Start of GIVEN RECORDS

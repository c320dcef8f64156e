//! Default TOML config template with inline documentation comments.

/// Generate the default TOML config content with comments.
pub(crate) fn default_config_toml() -> String {
    r##"# Parley Configuration
# Schema version 1
# Only override what you want to change -- missing fields use defaults.
# The provider API key is read from the GEMINI_API_KEY environment variable.

[server]
# host = "0.0.0.0"
# port = 5001

[provider]
# model = "gemini-2.0-flash"
# base_url = "https://generativelanguage.googleapis.com/v1beta/models"
# max_tokens = 4096      # 1-65536
# temperature = 0.7      # 0.0-2.0
# timeout_secs = 120     # 1-600
# system_prompt = "You are a helpful assistant."

[sessions]
# idle_ttl_secs = 1800       # 60-86400
# max_sessions = 1024        # 1-100000
# reap_interval_secs = 60    # 1-3600

[logging]
# level = "INFO"         # TRACE, DEBUG, INFO, WARNING, ERROR
"##
    .to_string()
}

End of GIVEN RECORDS

**WHAT IS NEEDED**:
Go through the entries and copy each line holding the string "provider".

**FINISHED EXERCISE**:
# The provider API key is read from the GEMINI_API_KEY environment variable.
[provider]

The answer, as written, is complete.